===== SUPPLIED DATA =====

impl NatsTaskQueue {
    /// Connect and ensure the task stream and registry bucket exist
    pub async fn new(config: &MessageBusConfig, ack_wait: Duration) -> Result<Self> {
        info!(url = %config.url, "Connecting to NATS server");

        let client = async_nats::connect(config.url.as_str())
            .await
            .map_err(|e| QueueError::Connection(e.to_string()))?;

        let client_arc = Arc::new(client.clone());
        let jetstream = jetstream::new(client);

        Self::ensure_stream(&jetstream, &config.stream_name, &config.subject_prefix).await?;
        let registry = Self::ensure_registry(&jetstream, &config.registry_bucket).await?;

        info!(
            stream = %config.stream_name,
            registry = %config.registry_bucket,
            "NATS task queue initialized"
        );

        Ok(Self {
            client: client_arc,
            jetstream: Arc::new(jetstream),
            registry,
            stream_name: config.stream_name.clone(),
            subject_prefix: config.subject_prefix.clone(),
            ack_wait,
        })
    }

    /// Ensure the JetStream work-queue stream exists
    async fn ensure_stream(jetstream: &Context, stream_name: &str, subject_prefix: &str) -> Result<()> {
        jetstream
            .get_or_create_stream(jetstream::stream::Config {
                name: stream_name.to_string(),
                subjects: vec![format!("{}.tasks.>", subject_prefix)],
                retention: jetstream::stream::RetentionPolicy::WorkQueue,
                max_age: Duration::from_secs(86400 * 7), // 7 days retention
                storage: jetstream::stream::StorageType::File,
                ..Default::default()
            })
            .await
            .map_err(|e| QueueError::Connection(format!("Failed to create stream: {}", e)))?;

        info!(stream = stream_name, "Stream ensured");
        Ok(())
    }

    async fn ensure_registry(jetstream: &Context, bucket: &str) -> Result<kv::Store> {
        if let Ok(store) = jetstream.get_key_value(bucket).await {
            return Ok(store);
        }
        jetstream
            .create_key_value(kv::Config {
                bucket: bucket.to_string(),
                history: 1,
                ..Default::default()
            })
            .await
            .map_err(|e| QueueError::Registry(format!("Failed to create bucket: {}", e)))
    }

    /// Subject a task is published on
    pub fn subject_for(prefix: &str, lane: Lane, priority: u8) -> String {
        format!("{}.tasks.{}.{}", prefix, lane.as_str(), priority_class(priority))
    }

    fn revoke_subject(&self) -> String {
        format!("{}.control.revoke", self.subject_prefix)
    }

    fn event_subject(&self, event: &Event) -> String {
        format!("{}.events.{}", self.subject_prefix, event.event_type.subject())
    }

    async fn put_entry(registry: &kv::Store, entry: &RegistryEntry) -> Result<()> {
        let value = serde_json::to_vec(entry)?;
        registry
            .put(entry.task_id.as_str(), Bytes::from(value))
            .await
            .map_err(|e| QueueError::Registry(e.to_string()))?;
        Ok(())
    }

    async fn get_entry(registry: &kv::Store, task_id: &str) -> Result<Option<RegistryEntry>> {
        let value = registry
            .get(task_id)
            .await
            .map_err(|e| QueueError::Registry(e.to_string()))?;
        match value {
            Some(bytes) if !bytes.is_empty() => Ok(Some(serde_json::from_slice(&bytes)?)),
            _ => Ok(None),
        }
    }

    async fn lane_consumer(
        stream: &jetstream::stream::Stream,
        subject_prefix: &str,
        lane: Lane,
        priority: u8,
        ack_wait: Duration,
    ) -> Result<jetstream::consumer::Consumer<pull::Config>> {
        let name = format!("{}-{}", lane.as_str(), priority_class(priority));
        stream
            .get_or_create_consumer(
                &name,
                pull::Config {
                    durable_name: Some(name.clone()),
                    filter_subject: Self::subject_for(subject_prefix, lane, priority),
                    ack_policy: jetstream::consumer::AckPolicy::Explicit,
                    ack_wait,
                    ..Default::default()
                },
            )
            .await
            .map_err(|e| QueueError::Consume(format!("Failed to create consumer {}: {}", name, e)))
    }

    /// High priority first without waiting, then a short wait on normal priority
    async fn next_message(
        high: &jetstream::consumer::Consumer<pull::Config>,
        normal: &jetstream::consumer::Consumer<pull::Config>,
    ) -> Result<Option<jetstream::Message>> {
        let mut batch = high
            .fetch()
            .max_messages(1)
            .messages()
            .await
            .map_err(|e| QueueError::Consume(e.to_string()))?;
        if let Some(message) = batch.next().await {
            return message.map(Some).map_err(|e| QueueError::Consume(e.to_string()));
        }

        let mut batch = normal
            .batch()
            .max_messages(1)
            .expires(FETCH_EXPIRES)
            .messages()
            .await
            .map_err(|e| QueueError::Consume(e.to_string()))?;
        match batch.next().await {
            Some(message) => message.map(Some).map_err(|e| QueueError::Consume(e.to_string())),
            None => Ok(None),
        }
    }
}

=====
===== SUPPLIED DATA =====

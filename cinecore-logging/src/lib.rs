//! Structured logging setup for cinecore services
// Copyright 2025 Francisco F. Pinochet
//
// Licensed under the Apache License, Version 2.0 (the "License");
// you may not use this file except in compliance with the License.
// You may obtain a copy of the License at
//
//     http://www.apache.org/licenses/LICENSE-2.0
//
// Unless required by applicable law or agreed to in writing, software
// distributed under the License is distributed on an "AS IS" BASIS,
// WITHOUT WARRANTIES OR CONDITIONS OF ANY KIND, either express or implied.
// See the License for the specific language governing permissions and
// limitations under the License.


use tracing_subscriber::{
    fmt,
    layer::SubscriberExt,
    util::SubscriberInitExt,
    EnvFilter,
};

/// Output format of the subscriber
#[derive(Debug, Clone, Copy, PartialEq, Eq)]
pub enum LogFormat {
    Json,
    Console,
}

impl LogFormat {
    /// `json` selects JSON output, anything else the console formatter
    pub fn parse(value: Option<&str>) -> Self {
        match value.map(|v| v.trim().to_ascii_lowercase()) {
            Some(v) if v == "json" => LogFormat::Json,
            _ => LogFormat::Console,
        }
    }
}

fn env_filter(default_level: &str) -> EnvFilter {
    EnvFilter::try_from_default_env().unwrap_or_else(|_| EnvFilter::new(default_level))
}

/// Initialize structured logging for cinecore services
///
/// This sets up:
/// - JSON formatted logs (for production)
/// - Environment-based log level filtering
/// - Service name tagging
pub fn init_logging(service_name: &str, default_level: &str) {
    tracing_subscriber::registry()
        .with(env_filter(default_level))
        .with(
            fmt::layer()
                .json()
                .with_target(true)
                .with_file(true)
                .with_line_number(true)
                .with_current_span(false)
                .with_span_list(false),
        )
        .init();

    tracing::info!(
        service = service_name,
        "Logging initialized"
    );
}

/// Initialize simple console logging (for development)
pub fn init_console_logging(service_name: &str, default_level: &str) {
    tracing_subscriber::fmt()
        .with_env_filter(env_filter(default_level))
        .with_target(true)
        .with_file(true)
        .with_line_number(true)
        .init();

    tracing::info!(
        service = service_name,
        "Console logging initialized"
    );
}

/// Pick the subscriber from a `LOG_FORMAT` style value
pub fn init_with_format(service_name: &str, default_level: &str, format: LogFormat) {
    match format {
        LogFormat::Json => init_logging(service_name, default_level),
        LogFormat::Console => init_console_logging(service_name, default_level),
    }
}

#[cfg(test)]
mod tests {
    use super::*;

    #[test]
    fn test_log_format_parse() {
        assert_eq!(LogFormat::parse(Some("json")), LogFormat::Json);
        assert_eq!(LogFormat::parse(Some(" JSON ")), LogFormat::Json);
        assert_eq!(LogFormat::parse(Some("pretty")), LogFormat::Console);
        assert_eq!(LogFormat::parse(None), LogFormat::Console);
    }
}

=====

All lines holding the word "false" must be found in the listing and copied.

                .with_current_span(false)
                .with_span_list(false),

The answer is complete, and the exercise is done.